PDX Animal Models Replicate Human Disease
PDX models are the animal model systems which most closely replicate human disease. These models more fully represent the heterogeneity and variability of the clinical cancer population than other systems (such as conventional xenograft models) and are used to power highly predictive preclinical studies.
Part of this clinical recapitulation is intrinsic, resulting from how the models are developed. PDX are created from patient tumors directly implanted into immunocompromised mice. That means the models are never adapted to grow in vitro on plastic, a step which can cause drift from the original disease. PDX tumor models therefore:
- Maintain a closer fidelity to the parental tumor tissue.
- Preserve more characteristics of the original patient disease.
- Deliver highly predictive preclinical data for translation into clinical trials.

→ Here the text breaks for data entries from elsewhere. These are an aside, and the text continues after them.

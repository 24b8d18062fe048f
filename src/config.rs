// src/config.rs
// Node configuration from the environment, plus startup validation

use crate::anchor::TrackerConfig;
use crate::error::ConfigError;
use crate::ledger::{parse_hash, Ed25519Signatures, Hash, OpaqueSignatures, Validator};
use crate::network::topic_for;
use log::{error, info, warn};
use std::env;
use std::path::PathBuf;
use std::str::FromStr;
use std::sync::Arc;
use std::time::Duration;

#[derive(Debug, Clone, Copy, PartialEq, Eq)]
pub enum BitcoinChain {
    Mainnet,
    Testnet,
    Signet,
    Regtest,
}

impl BitcoinChain {
    pub fn default_rpc_port(self) -> u16 {
        match self {
            BitcoinChain::Mainnet => 8332,
            BitcoinChain::Testnet => 18332,
            BitcoinChain::Signet => 38332,
            BitcoinChain::Regtest => 18443,
        }
    }
}

impl FromStr for BitcoinChain {
    type Err = String;

    fn from_str(s: &str) -> Result<Self, Self::Err> {
        match s.trim().to_ascii_lowercase().as_str() {
            "mainnet" | "main" => Ok(BitcoinChain::Mainnet),
            "testnet" | "test" => Ok(BitcoinChain::Testnet),
            "signet" => Ok(BitcoinChain::Signet),
            "regtest" => Ok(BitcoinChain::Regtest),
            other => Err(format!("unknown chain '{}'", other)),
        }
    }
}

#[derive(Debug, Clone, Copy, PartialEq, Eq)]
pub enum SignatureScheme {
    /// Signatures are carried but not checked.
    None,
    Ed25519,
}

impl FromStr for SignatureScheme {
    type Err = String;

    fn from_str(s: &str) -> Result<Self, Self::Err> {
        match s.trim().to_ascii_lowercase().as_str() {
            "" | "none" | "opaque" => Ok(SignatureScheme::None),
            "ed25519" => Ok(SignatureScheme::Ed25519),
            other => Err(format!("unknown signature scheme '{}'", other)),
        }
    }
}

#[derive(Debug, Clone)]
pub struct NodeConfig {
    pub genesis_txid: String,
    pub genesis_anchor: Hash,
    pub chain: BitcoinChain,
    pub bitcoind_host: String,
    pub bitcoind_port: u16,
    pub bitcoind_user: String,
    pub bitcoind_password: String,
    pub rocksdb_path: PathBuf,
    pub listen_addr: String,
    pub peers: Vec<String>,
    pub anchor_poll_interval: Duration,
    pub rpc_timeout: Duration,
    pub sync_interval: Duration,
    pub signature_scheme: SignatureScheme,
    pub log_level: String,
}

fn parse_var<T: FromStr>(
    get: &impl Fn(&str) -> Option<String>,
    name: &'static str,
    default: T,
) -> Result<T, ConfigError>
where
    T::Err: std::fmt::Display,
{
    match get(name).filter(|v| !v.trim().is_empty()) {
        Some(raw) => raw.trim().parse().map_err(|e: T::Err| ConfigError::Invalid {
            name,
            reason: e.to_string(),
        }),
        None => Ok(default),
    }
}

impl NodeConfig {
    pub fn from_env() -> Result<Self, ConfigError> {
        Self::from_lookup(|k| env::var(k).ok())
    }

    /// Build from an arbitrary variable source.
    pub fn from_lookup<F: Fn(&str) -> Option<String>>(get: F) -> Result<Self, ConfigError> {
        let genesis_txid = get("GENESIS_TX")
            .map(|s| s.trim().to_ascii_lowercase())
            .filter(|s| !s.is_empty())
            .ok_or(ConfigError::Missing("GENESIS_TX"))?;
        let genesis_anchor = parse_hash(&genesis_txid).map_err(|e| ConfigError::Invalid {
            name: "GENESIS_TX",
            reason: e.to_string(),
        })?;

        let chain: BitcoinChain = parse_var(&get, "BITCOIN_CHAIN", BitcoinChain::Mainnet)?;
        // BITCOIN_PORT is the older name, still found in deployed .env files
        let port_var = match get("BITCOIND_PORT") {
            Some(v) if !v.trim().is_empty() => "BITCOIND_PORT",
            _ => "BITCOIN_PORT",
        };
        let bitcoind_port = parse_var(&get, port_var, chain.default_rpc_port())?;
        let peers = get("PEER_ADDRS")
            .unwrap_or_default()
            .split(',')
            .map(|s| s.trim().to_string())
            .filter(|s| !s.is_empty())
            .collect();

        Ok(Self {
            genesis_txid,
            genesis_anchor,
            chain,
            bitcoind_host: get("BITCOIND_HOST").unwrap_or_else(|| "127.0.0.1".into()),
            bitcoind_port,
            bitcoind_user: get("BITCOIND_USER").unwrap_or_default(),
            bitcoind_password: get("BITCOIND_PASSWORD").unwrap_or_default(),
            rocksdb_path: PathBuf::from(get("ROCKSDB_PATH").unwrap_or_else(|| "./data".into())),
            listen_addr: get("P2P_LISTEN_ADDR").unwrap_or_else(|| "0.0.0.0:9738".into()),
            peers,
            anchor_poll_interval: Duration::from_secs(parse_var(
                &get,
                "ANCHOR_POLL_INTERVAL_SECS",
                60u64,
            )?),
            rpc_timeout: Duration::from_secs(parse_var(&get, "RPC_TIMEOUT_SECS", 30u64)?),
            sync_interval: Duration::from_secs(parse_var(&get, "SYNC_INTERVAL_SECS", 30u64)?),
            signature_scheme: parse_var(&get, "SIGNATURE_SCHEME", SignatureScheme::None)?,
            log_level: get("LOG_LEVEL").unwrap_or_else(|| "info".into()),
        })
    }

    pub fn topic(&self) -> Hash {
        topic_for(&self.genesis_txid)
    }

    pub fn tracker_config(&self) -> TrackerConfig {
        TrackerConfig {
            genesis_txid: self.genesis_txid.clone(),
            poll_interval: self.anchor_poll_interval,
            rpc_timeout: self.rpc_timeout,
        }
    }

    pub fn validator(&self) -> Validator {
        match self.signature_scheme {
            SignatureScheme::None => Validator::new(Arc::new(OpaqueSignatures)),
            SignatureScheme::Ed25519 => Validator::new(Arc::new(Ed25519Signatures)),
        }
    }

    /// Check the loaded values before anything is started.
    pub fn validate(&self) -> ConfigValidation {
        let mut validation = ConfigValidation::new();

        if self.listen_addr.parse::<std::net::SocketAddr>().is_err() {
            validation.add_error(format!(
                "P2P_LISTEN_ADDR has invalid format: '{}' (expected IP:PORT)",
                self.listen_addr
            ));
        }
        for peer in &self.peers {
            if !peer.contains(':') {
                validation.add_error(format!("PEER_ADDRS entry '{}' has no port", peer));
            }
        }
        if self.peers.is_empty() {
            validation.add_warning("PEER_ADDRS not set - only inbound peers will be synced".into());
        }

        if self.bitcoind_user.is_empty() || self.bitcoind_password.is_empty() {
            validation.add_warning(
                "BITCOIND_USER/BITCOIND_PASSWORD not set - RPC calls will likely be refused".into(),
            );
        }

        for (name, d) in [
            ("ANCHOR_POLL_INTERVAL_SECS", self.anchor_poll_interval),
            ("RPC_TIMEOUT_SECS", self.rpc_timeout),
            ("SYNC_INTERVAL_SECS", self.sync_interval),
        ] {
            if d.is_zero() {
                validation.add_error(format!("{} must be greater than zero", name));
            }
        }

        let path = self.rocksdb_path.as_path();
        if !path.exists() {
            if let Err(e) = std::fs::create_dir_all(path) {
                validation.add_error(format!(
                    "Cannot create RocksDB directory '{}': {}",
                    path.display(),
                    e
                ));
            } else {
                info!("Created RocksDB directory: {}", path.display());
            }
        }

        if self.signature_scheme == SignatureScheme::None {
            validation.add_warning(
                "SIGNATURE_SCHEME=none - transaction signatures are not verified".into(),
            );
        }

        validation
    }
}

/// Validation result for configuration checks
pub struct ConfigValidation {
    pub valid: bool,
    pub warnings: Vec<String>,
    pub errors: Vec<String>,
}

impl ConfigValidation {
    fn new() -> Self {
        Self {
            valid: true,
            warnings: Vec::new(),
            errors: Vec::new(),
        }
    }

    fn add_warning(&mut self, msg: String) {
        self.warnings.push(msg);
    }

    fn add_error(&mut self, msg: String) {
        self.errors.push(msg);
        self.valid = false;
    }

    pub fn print_summary(&self) {
        for w in &self.warnings {
            warn!("config: {}", w);
        }
        for e in &self.errors {
            error!("config: {}", e);
        }
        if self.valid && self.warnings.is_empty() {
            info!("configuration validation passed");
        }
    }
}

Run Translatable Clinical Trials in Mice
The design of PDX studies also helps provide further clinical relevance in the preclinical setting. While these models were initially utilized in “classical” xenograft studies (using a small number of models, with a large number of animals in each arm), studies have now shifted more towards running PDX Mouse Clinical Trials (MCT).
These studies invert the usual preclinical experimental set up, instead using only a small number of mice per arm across a large number of PDX models. This more closely resembles human clinical trials, with each mouse in the MCT representing a single patient (acting as a patient avatar). These “human surrogate” trials can provide predictive data on responder and non-responder subgroups to guide biomarker discovery, as well as advise on clinical strategies and allow appropriate downstream patient stratification.
MCT Study Design
By using different MCT study designs, PDX can serve to validate alternate personalized medicine approaches. For example, if you were looking at just one cancer indication (e.g. lung cancer) driven by several different oncogenes, an MCT can be used to treat a range of different lung cancer PDX, with an assortment of different mutations, with a variety of appropriate agents (like a clinical umbrella trial).

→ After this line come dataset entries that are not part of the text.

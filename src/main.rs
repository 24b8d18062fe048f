// src/main.rs
#[tokio::main]
async fn main() -> anyhow::Result<()> {
    sidechain_node::run().await
}
// src/lib.rs
// Sidechain node: asset ledger anchored to the base chain, synced by gossip

pub mod anchor;
pub mod config;
pub mod error;
pub mod ledger;
pub mod network;
pub mod storage;

use crate::anchor::{AnchorEvent, AnchorLog, AnchorTracker, BitcoindClient};
use crate::config::NodeConfig;
use crate::ledger::{parse_hash, LedgerStore};
use crate::network::{transport, GossipSynchronizer};
use anyhow::{anyhow, Context};
use clap::{Parser, Subcommand};
use std::str::FromStr;
use std::sync::Arc;
use tokio::sync::{broadcast, mpsc};

#[derive(Parser, Debug)]
#[command(author, version, about, long_about = None)]
pub struct Cli {
    #[command(subcommand)]
    pub command: Commands,
}

#[derive(Subcommand, Debug)]
pub enum Commands {
    /// Run the node: anchor tracker, gossip listener and synchronizer
    Start,
    /// Register a new asset with its initial owner (counter 0)
    IssueAsset {
        /// Asset id, 64 hex characters
        #[arg(long)]
        asset: String,
        /// Owner party id, 64 hex characters
        #[arg(long)]
        owner: String,
    },
    /// Print the current ledger tip
    Tip,
    /// Print the most recent anchor observations
    Anchors {
        #[arg(long, default_value_t = 10)]
        limit: usize,
    },
}

fn init_tracing(level: &str) {
    let level = tracing::Level::from_str(level).unwrap_or(tracing::Level::INFO);
    // also bridges `log` records
    let _ = tracing_subscriber::fmt()
        .with_max_level(level)
        .with_target(true)
        .try_init();
}

pub async fn run() -> anyhow::Result<()> {
    // load .env for local development (if present)
    dotenvy::dotenv().ok();
    let cli = Cli::parse();

    let cfg = NodeConfig::from_env()?;
    init_tracing(&cfg.log_level);

    match cli.command {
        Commands::Start => start_node(cfg).await,
        Commands::IssueAsset { asset, owner } => {
            let asset = parse_hash(&asset).map_err(|e| anyhow!("--asset: {}", e))?;
            let owner = parse_hash(&owner).map_err(|e| anyhow!("--owner: {}", e))?;
            let store = open_ledger(&cfg)?;
            let record = store.issue_asset(asset, owner)?;
            println!("{}", serde_json::to_string_pretty(&record)?);
            Ok(())
        }
        Commands::Tip => {
            let store = open_ledger(&cfg)?;
            println!("{}", serde_json::to_string_pretty(&store.tip())?);
            Ok(())
        }
        Commands::Anchors { limit } => {
            let db = storage::try_open_db(&cfg.rocksdb_path)?;
            let anchors = AnchorLog::new(db);
            for obs in anchors.recent(limit)? {
                println!("{}", serde_json::to_string(&obs)?);
            }
            Ok(())
        }
    }
}

fn open_ledger(cfg: &NodeConfig) -> anyhow::Result<LedgerStore> {
    let db = storage::try_open_db(&cfg.rocksdb_path)
        .with_context(|| format!("opening {}", cfg.rocksdb_path.display()))?;
    Ok(LedgerStore::open(db, cfg.genesis_anchor)?)
}

/// Run every node service until Ctrl+C.
pub async fn start_node(cfg: NodeConfig) -> anyhow::Result<()> {
    let validation = cfg.validate();
    validation.print_summary();
    if !validation.valid {
        return Err(anyhow!(
            "invalid configuration ({} error(s))",
            validation.errors.len()
        ));
    }

    let db = storage::try_open_db(&cfg.rocksdb_path)
        .with_context(|| format!("opening {}", cfg.rocksdb_path.display()))?;
    let store = Arc::new(LedgerStore::open(db.clone(), cfg.genesis_anchor)?);
    let anchors = Arc::new(AnchorLog::new(db));
    let tip = store.tip();
    tracing::info!(
        "ledger tip at height {} ({})",
        tip.height,
        hex::encode(tip.hash)
    );

    let (shutdown_tx, _) = broadcast::channel::<()>(8);

    // anchor tracker
    let rpc = Arc::new(BitcoindClient::new(
        &cfg.bitcoind_host,
        cfg.bitcoind_port,
        &cfg.bitcoind_user,
        &cfg.bitcoind_password,
        cfg.rpc_timeout,
    ));
    tracing::info!(
        "following {:?} anchors via {}:{} from genesis {}",
        cfg.chain,
        cfg.bitcoind_host,
        cfg.bitcoind_port,
        cfg.genesis_txid
    );
    let tracker = AnchorTracker::new(rpc, anchors.clone(), cfg.tracker_config()).spawn();
    let mut anchor_events = tracker.subscribe();
    tokio::spawn(async move {
        while let Some(ev) = anchor_events.recv().await {
            match ev {
                AnchorEvent::Anchor {
                    height,
                    txid,
                    commitment,
                } => tracing::info!(
                    "anchor {} at base height {} commits to {}",
                    txid,
                    height,
                    commitment.map(hex::encode).unwrap_or_else(|| "nothing".into())
                ),
                AnchorEvent::Tip { txid, .. } => {
                    tracing::debug!("base chain idle, current anchor {}", txid)
                }
            }
        }
    });

    // gossip
    let topic = cfg.topic();
    let (events_tx, events_rx) = mpsc::channel(1024);
    let sync = Arc::new(GossipSynchronizer::new(
        store.clone(),
        anchors.clone(),
        cfg.validator(),
        cfg.sync_interval,
    ));
    let sync_task = tokio::spawn(sync.clone().run(events_rx, shutdown_tx.subscribe()));
    let listener =
        transport::listen(&cfg.listen_addr, topic, events_tx.clone(), shutdown_tx.clone()).await?;
    for peer in &cfg.peers {
        tracing::info!("dialing peer {}", peer);
        transport::dial(peer.clone(), topic, events_tx.clone(), shutdown_tx.clone());
    }
    drop(events_tx);

    tokio::signal::ctrl_c()
        .await
        .context("failed to install Ctrl+C handler")?;
    tracing::info!("shutdown signal received, notifying tasks...");
    let _ = shutdown_tx.send(());
    tracker.stop().await;
    let _ = listener.await;
    let _ = sync_task.await;

    let tip = store.tip();
    tracing::info!("stopped at height {} ({})", tip.height, hex::encode(tip.hash));
    Ok(())
}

Alternately, if we understand the mutational profiling across a PDX panel, MCTs can be used to study one agent which targets a common genetic mutation/lesion across a range of cancer types in a model “clinical basket trial”. This helps researchers understand how response correlates with mutation across a range of indications.
Promoting Progress in Personalized Medicine
Due to this resemblance between PDX and real-world patients, these models can also be used for “translational fidelity” in the development of personalized medicine. While current cancer medicine often employs a “one treatment fits all” approach, future medicine aims to become personalized – providing the right drug to the right patient at the right time.

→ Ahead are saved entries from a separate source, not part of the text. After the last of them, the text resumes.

// src/storage.rs
// RocksDB-backed persistent storage shared by the ledger and the anchor log

use crate::error::StoreError;
use rocksdb::{ColumnFamily, ColumnFamilyDescriptor, Options, WriteBatch, DB};
use serde::{de::DeserializeOwned, Serialize};
use std::path::Path;
use std::sync::Arc;
use std::thread::sleep;
use std::time::Duration;

/// Type alias for RocksDB (Arc for cheap cloning)
pub type RocksDb = Arc<DB>;

pub const CF_BLOCKS: &str = "blocks";
pub const CF_BLOCK_INDEX: &str = "block_index";
pub const CF_ASSETS: &str = "assets";
pub const CF_META: &str = "meta";
pub const CF_ANCHORS: &str = "anchors";
pub const CF_ANCHOR_TXIDS: &str = "anchor_txids";
pub const CF_ANCHOR_COMMITMENTS: &str = "anchor_commitments";

const COLUMN_FAMILIES: [&str; 7] = [
    CF_BLOCKS,
    CF_BLOCK_INDEX,
    CF_ASSETS,
    CF_META,
    CF_ANCHORS,
    CF_ANCHOR_TXIDS,
    CF_ANCHOR_COMMITMENTS,
];

/// Try to open RocksDB, retrying with backoff while another process releases the lock.
pub fn try_open_db<P: AsRef<Path>>(path: P) -> Result<RocksDb, StoreError> {
    let path = path.as_ref();
    let mut attempt = 0u32;
    let max_attempts = 8u32;
    let mut wait = 250u64;

    loop {
        match open_rocksdb_internal(path) {
            Ok(db) => return Ok(Arc::new(db)),
            Err(e) => {
                attempt += 1;
                if attempt >= max_attempts {
                    log::error!(
                        "failed to open RocksDB at '{}' after {} attempts: {}",
                        path.display(),
                        attempt,
                        e
                    );
                    return Err(StoreError::Storage(e));
                }
                log::warn!(
                    "open_db attempt {}/{} failed: {}, retrying in {}ms",
                    attempt,
                    max_attempts,
                    e,
                    wait
                );
                sleep(Duration::from_millis(wait));
                wait = std::cmp::min(wait * 2, 2000);
            }
        }
    }
}

fn open_rocksdb_internal(path: &Path) -> Result<DB, rocksdb::Error> {
    let mut opts = Options::default();
    opts.create_if_missing(true);
    opts.create_missing_column_families(true);

    let num_cpus = num_cpus::get() as i32;
    opts.increase_parallelism(num_cpus);
    opts.set_max_background_jobs(4);
    opts.set_max_open_files(512);
    opts.set_compression_type(rocksdb::DBCompressionType::Lz4);

    let cfs = COLUMN_FAMILIES
        .iter()
        .map(|name| ColumnFamilyDescriptor::new(*name, Options::default()));
    DB::open_cf_descriptors(&opts, path, cfs)
}

pub fn cf<'a>(db: &'a DB, name: &str) -> Result<&'a ColumnFamily, StoreError> {
    db.cf_handle(name)
        .ok_or_else(|| StoreError::Corrupt(format!("column family '{}' not found", name)))
}

/// Get and deserialize a JSON value stored under a key in a column family.
pub fn get_json<T: DeserializeOwned>(
    db: &DB,
    family: &str,
    key: impl AsRef<[u8]>,
) -> Result<Option<T>, StoreError> {
    match db.get_cf(cf(db, family)?, key)? {
        Some(bytes) => Ok(Some(serde_json::from_slice(&bytes)?)),
        None => Ok(None),
    }
}

/// Stage a JSON value into a write batch.
pub fn batch_put_json<V: Serialize>(
    db: &DB,
    batch: &mut WriteBatch,
    family: &str,
    key: impl AsRef<[u8]>,
    val: &V,
) -> Result<(), StoreError> {
    let bytes = serde_json::to_vec(val)?;
    batch.put_cf(cf(db, family)?, key, bytes);
    Ok(())
}

/// Read a big-endian u64 stored as a raw value.
pub fn get_u64(db: &DB, family: &str, key: impl AsRef<[u8]>) -> Result<Option<u64>, StoreError> {
    match db.get_cf(cf(db, family)?, key)? {
        Some(bytes) => {
            let arr: [u8; 8] = bytes
                .as_slice()
                .try_into()
                .map_err(|_| StoreError::Corrupt("invalid u64 bytes".into()))?;
            Ok(Some(u64::from_be_bytes(arr)))
        }
        None => Ok(None),
    }
}

/// Last value in a column family whose keys are big-endian heights.
pub fn last_json<T: DeserializeOwned>(db: &DB, family: &str) -> Result<Option<T>, StoreError> {
    let mut iter = db.iterator_cf(cf(db, family)?, rocksdb::IteratorMode::End);
    match iter.next() {
        Some(item) => {
            let (_, v) = item?;
            Ok(Some(serde_json::from_slice(&v)?))
        }
        None => Ok(None),
    }
}

/// Up to `limit` values from the end of a height-keyed column family, newest first.
pub fn tail_json<T: DeserializeOwned>(
    db: &DB,
    family: &str,
    limit: usize,
) -> Result<Vec<T>, StoreError> {
    let iter = db.iterator_cf(cf(db, family)?, rocksdb::IteratorMode::End);
    let mut out = Vec::new();
    for item in iter.take(limit) {
        let (_, v) = item?;
        out.push(serde_json::from_slice(&v)?);
    }
    Ok(out)
}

Researchers need deep understanding of each specific patient’s disease and mutations to develop therapies tailored to individual patients or patient groups. PDX provide a highly unique asset for improving this understanding through MCTs. Analyzing model results from within MCTs allows the correlation of response/non-response per model or subgroup to specific genetic and genomic factors.
This then allows the prediction of patient response based on clinical genetic information and appropriate patient stratification. Clinicians can provide the correct drug to the appropriate patients to ensure greater levels of response.
PDX: Preclinical Models for Predictive and Personalized Research
Enhanced predictability is needed in preclinical oncology and personalized medicine. PDX provide a highly useful model for driving forward cancer research and drug development.